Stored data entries
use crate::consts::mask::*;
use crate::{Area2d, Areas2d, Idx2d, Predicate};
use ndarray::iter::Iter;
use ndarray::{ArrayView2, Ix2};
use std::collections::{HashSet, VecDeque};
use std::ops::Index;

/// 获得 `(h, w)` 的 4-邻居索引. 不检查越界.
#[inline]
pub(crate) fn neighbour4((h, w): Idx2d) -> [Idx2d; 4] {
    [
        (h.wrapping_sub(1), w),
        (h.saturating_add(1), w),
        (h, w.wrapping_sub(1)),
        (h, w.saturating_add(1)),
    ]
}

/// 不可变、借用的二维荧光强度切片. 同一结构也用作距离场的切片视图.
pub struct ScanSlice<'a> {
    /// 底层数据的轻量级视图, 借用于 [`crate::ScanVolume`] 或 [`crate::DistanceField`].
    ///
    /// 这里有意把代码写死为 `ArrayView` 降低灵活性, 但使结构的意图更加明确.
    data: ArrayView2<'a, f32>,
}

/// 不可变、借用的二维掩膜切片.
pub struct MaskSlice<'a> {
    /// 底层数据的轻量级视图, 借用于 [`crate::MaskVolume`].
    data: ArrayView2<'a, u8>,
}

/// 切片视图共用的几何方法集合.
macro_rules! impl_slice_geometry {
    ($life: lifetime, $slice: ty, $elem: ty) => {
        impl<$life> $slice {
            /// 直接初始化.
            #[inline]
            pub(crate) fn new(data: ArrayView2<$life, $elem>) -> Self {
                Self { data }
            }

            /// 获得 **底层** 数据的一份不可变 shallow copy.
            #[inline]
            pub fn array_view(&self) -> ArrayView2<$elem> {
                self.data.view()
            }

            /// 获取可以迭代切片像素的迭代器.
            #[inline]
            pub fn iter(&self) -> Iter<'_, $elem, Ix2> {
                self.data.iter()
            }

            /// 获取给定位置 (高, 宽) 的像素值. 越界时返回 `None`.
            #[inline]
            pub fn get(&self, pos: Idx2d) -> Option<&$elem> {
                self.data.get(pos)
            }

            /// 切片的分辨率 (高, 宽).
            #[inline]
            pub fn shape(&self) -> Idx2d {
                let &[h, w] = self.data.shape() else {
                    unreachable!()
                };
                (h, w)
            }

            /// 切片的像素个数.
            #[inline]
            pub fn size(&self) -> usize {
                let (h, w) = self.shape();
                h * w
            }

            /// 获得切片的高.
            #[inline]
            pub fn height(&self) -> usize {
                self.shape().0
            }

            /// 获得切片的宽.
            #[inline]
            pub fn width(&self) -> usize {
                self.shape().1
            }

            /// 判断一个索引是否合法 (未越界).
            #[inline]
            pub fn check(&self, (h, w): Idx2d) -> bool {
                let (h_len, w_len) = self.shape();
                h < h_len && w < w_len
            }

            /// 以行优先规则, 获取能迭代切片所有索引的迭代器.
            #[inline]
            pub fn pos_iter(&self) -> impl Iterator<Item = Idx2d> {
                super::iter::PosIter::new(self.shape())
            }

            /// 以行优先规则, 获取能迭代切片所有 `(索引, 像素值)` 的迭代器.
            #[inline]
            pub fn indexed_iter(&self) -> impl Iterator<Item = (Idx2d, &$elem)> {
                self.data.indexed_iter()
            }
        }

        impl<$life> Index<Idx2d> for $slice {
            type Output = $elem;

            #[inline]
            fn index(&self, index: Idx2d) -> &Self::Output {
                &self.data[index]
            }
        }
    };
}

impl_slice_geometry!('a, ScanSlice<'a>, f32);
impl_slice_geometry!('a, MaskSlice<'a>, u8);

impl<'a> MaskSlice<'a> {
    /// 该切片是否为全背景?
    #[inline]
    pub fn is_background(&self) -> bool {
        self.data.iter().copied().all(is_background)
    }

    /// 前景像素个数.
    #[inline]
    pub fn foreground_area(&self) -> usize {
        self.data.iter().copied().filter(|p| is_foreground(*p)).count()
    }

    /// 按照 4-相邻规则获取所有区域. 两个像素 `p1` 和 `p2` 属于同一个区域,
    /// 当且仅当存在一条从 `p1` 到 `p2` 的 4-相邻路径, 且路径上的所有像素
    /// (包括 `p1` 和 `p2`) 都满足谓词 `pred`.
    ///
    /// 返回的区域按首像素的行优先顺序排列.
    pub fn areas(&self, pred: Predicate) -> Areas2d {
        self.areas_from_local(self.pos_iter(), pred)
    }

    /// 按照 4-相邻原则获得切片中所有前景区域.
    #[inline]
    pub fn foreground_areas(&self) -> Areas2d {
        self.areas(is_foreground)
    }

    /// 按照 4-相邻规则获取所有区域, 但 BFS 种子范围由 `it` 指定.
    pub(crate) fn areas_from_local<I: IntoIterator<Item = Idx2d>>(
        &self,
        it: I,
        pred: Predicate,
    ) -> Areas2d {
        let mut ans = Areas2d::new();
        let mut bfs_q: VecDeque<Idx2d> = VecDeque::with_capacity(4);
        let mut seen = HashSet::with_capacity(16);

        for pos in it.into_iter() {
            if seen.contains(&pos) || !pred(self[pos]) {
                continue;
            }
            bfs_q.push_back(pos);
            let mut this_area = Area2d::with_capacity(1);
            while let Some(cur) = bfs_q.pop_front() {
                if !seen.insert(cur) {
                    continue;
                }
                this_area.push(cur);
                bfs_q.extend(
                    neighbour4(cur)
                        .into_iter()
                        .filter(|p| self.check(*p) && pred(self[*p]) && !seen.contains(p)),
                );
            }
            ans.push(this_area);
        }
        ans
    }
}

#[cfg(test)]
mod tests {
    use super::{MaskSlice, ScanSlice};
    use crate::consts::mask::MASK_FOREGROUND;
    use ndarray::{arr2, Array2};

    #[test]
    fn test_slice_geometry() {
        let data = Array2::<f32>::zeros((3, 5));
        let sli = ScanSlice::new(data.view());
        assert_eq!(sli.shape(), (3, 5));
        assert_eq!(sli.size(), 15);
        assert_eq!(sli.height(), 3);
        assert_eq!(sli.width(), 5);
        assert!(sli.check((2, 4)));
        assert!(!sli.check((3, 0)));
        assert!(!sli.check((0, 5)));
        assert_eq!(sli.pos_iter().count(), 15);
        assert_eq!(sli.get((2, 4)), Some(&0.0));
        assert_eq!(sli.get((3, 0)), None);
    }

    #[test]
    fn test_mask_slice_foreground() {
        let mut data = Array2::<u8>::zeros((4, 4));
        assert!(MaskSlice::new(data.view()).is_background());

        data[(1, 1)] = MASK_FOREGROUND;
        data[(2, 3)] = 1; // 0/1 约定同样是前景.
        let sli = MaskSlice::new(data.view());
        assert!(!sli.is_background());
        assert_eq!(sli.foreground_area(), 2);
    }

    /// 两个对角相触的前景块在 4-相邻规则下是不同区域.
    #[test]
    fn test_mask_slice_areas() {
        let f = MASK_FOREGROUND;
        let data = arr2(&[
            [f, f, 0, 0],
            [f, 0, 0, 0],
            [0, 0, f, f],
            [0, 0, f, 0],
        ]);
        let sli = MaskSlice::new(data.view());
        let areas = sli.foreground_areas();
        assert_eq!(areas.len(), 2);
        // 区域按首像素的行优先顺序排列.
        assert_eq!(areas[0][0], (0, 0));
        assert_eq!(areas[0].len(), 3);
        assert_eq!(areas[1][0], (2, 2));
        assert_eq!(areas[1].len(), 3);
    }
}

* Aim of the exercise
What is wanted is an exact copy of the data.

* Result for this task
use crate::consts::mask::*;
use crate::{Area2d, Areas2d, Idx2d, Predicate};
use ndarray::iter::Iter;
use ndarray::{ArrayView2, Ix2};
use std::collections::{HashSet, VecDeque};
use std::ops::Index;

/// 获得 `(h, w)` 的 4-邻居索引. 不检查越界.
#[inline]
pub(crate) fn neighbour4((h, w): Idx2d) -> [Idx2d; 4] {
    [
        (h.wrapping_sub(1), w),
        (h.saturating_add(1), w),
        (h, w.wrapping_sub(1)),
        (h, w.saturating_add(1)),
    ]
}

/// 不可变、借用的二维荧光强度切片. 同一结构也用作距离场的切片视图.
pub struct ScanSlice<'a> {
    /// 底层数据的轻量级视图, 借用于 [`crate::ScanVolume`] 或 [`crate::DistanceField`].
    ///
    /// 这里有意把代码写死为 `ArrayView` 降低灵活性, 但使结构的意图更加明确.
    data: ArrayView2<'a, f32>,
}

/// 不可变、借用的二维掩膜切片.
pub struct MaskSlice<'a> {
    /// 底层数据的轻量级视图, 借用于 [`crate::MaskVolume`].
    data: ArrayView2<'a, u8>,
}

/// 切片视图共用的几何方法集合.
macro_rules! impl_slice_geometry {
    ($life: lifetime, $slice: ty, $elem: ty) => {
        impl<$life> $slice {
            /// 直接初始化.
            #[inline]
            pub(crate) fn new(data: ArrayView2<$life, $elem>) -> Self {
                Self { data }
            }

            /// 获得 **底层** 数据的一份不可变 shallow copy.
            #[inline]
            pub fn array_view(&self) -> ArrayView2<$elem> {
                self.data.view()
            }

            /// 获取可以迭代切片像素的迭代器.
            #[inline]
            pub fn iter(&self) -> Iter<'_, $elem, Ix2> {
                self.data.iter()
            }

            /// 获取给定位置 (高, 宽) 的像素值. 越界时返回 `None`.
            #[inline]
            pub fn get(&self, pos: Idx2d) -> Option<&$elem> {
                self.data.get(pos)
            }

            /// 切片的分辨率 (高, 宽).
            #[inline]
            pub fn shape(&self) -> Idx2d {
                let &[h, w] = self.data.shape() else {
                    unreachable!()
                };
                (h, w)
            }

            /// 切片的像素个数.
            #[inline]
            pub fn size(&self) -> usize {
                let (h, w) = self.shape();
                h * w
            }

            /// 获得切片的高.
            #[inline]
            pub fn height(&self) -> usize {
                self.shape().0
            }

            /// 获得切片的宽.
            #[inline]
            pub fn width(&self) -> usize {
                self.shape().1
            }

            /// 判断一个索引是否合法 (未越界).
            #[inline]
            pub fn check(&self, (h, w): Idx2d) -> bool {
                let (h_len, w_len) = self.shape();
                h < h_len && w < w_len
            }

            /// 以行优先规则, 获取能迭代切片所有索引的迭代器.
            #[inline]
            pub fn pos_iter(&self) -> impl Iterator<Item = Idx2d> {
                super::iter::PosIter::new(self.shape())
            }

            /// 以行优先规则, 获取能迭代切片所有 `(索引, 像素值)` 的迭代器.
            #[inline]
            pub fn indexed_iter(&self) -> impl Iterator<Item = (Idx2d, &$elem)> {
                self.data.indexed_iter()
            }
        }

        impl<$life> Index<Idx2d> for $slice {
            type Output = $elem;

            #[inline]
            fn index(&self, index: Idx2d) -> &Self::Output {
                &self.data[index]
            }
        }
    };
}

impl_slice_geometry!('a, ScanSlice<'a>, f32);
impl_slice_geometry!('a, MaskSlice<'a>, u8);

impl<'a> MaskSlice<'a> {
    /// 该切片是否为全背景?
    #[inline]
    pub fn is_background(&self) -> bool {
        self.data.iter().copied().all(is_background)
    }

    /// 前景像素个数.
    #[inline]
    pub fn foreground_area(&self) -> usize {
        self.data.iter().copied().filter(|p| is_foreground(*p)).count()
    }

    /// 按照 4-相邻规则获取所有区域. 两个像素 `p1` 和 `p2` 属于同一个区域,
    /// 当且仅当存在一条从 `p1` 到 `p2` 的 4-相邻路径, 且路径上的所有像素
    /// (包括 `p1` 和 `p2`) 都满足谓词 `pred`.
    ///
    /// 返回的区域按首像素的行优先顺序排列.
    pub fn areas(&self, pred: Predicate) -> Areas2d {
        self.areas_from_local(self.pos_iter(), pred)
    }

    /// 按照 4-相邻原则获得切片中所有前景区域.
    #[inline]
    pub fn foreground_areas(&self) -> Areas2d {
        self.areas(is_foreground)
    }

    /// 按照 4-相邻规则获取所有区域, 但 BFS 种子范围由 `it` 指定.
    pub(crate) fn areas_from_local<I: IntoIterator<Item = Idx2d>>(
        &self,
        it: I,
        pred: Predicate,
    ) -> Areas2d {
        let mut ans = Areas2d::new();
        let mut bfs_q: VecDeque<Idx2d> = VecDeque::with_capacity(4);
        let mut seen = HashSet::with_capacity(16);

        for pos in it.into_iter() {
            if seen.contains(&pos) || !pred(self[pos]) {
                continue;
            }
            bfs_q.push_back(pos);
            let mut this_area = Area2d::with_capacity(1);
            while let Some(cur) = bfs_q.pop_front() {
                if !seen.insert(cur) {
                    continue;
                }
                this_area.push(cur);
                bfs_q.extend(
                    neighbour4(cur)
                        .into_iter()
                        .filter(|p| self.check(*p) && pred(self[*p]) && !seen.contains(p)),
                );
            }
            ans.push(this_area);
        }
        ans
    }
}

#[cfg(test)]
mod tests {
    use super::{MaskSlice, ScanSlice};
    use crate::consts::mask::MASK_FOREGROUND;
    use ndarray::{arr2, Array2};

    #[test]
    fn test_slice_geometry() {
        let data = Array2::<f32>::zeros((3, 5));
        let sli = ScanSlice::new(data.view());
        assert_eq!(sli.shape(), (3, 5));
        assert_eq!(sli.size(), 15);
        assert_eq!(sli.height(), 3);
        assert_eq!(sli.width(), 5);
        assert!(sli.check((2, 4)));
        assert!(!sli.check((3, 0)));
        assert!(!sli.check((0, 5)));
        assert_eq!(sli.pos_iter().count(), 15);
        assert_eq!(sli.get((2, 4)), Some(&0.0));
        assert_eq!(sli.get((3, 0)), None);
    }

    #[test]
    fn test_mask_slice_foreground() {
        let mut data = Array2::<u8>::zeros((4, 4));
        assert!(MaskSlice::new(data.view()).is_background());

        data[(1, 1)] = MASK_FOREGROUND;
        data[(2, 3)] = 1; // 0/1 约定同样是前景.
        let sli = MaskSlice::new(data.view());
        assert!(!sli.is_background());
        assert_eq!(sli.foreground_area(), 2);
    }

    /// 两个对角相触的前景块在 4-相邻规则下是不同区域.
    #[test]
    fn test_mask_slice_areas() {
        let f = MASK_FOREGROUND;
        let data = arr2(&[
            [f, f, 0, 0],
            [f, 0, 0, 0],
            [0, 0, f, f],
            [0, 0, f, 0],
        ]);
        let sli = MaskSlice::new(data.view());
        let areas = sli.foreground_areas();
        assert_eq!(areas.len(), 2);
        // 区域按首像素的行优先顺序排列.
        assert_eq!(areas[0][0], (0, 0));
        assert_eq!(areas[0].len(), 3);
        assert_eq!(areas[1][0], (2, 2));
        assert_eq!(areas[1].len(), 3);
    }
}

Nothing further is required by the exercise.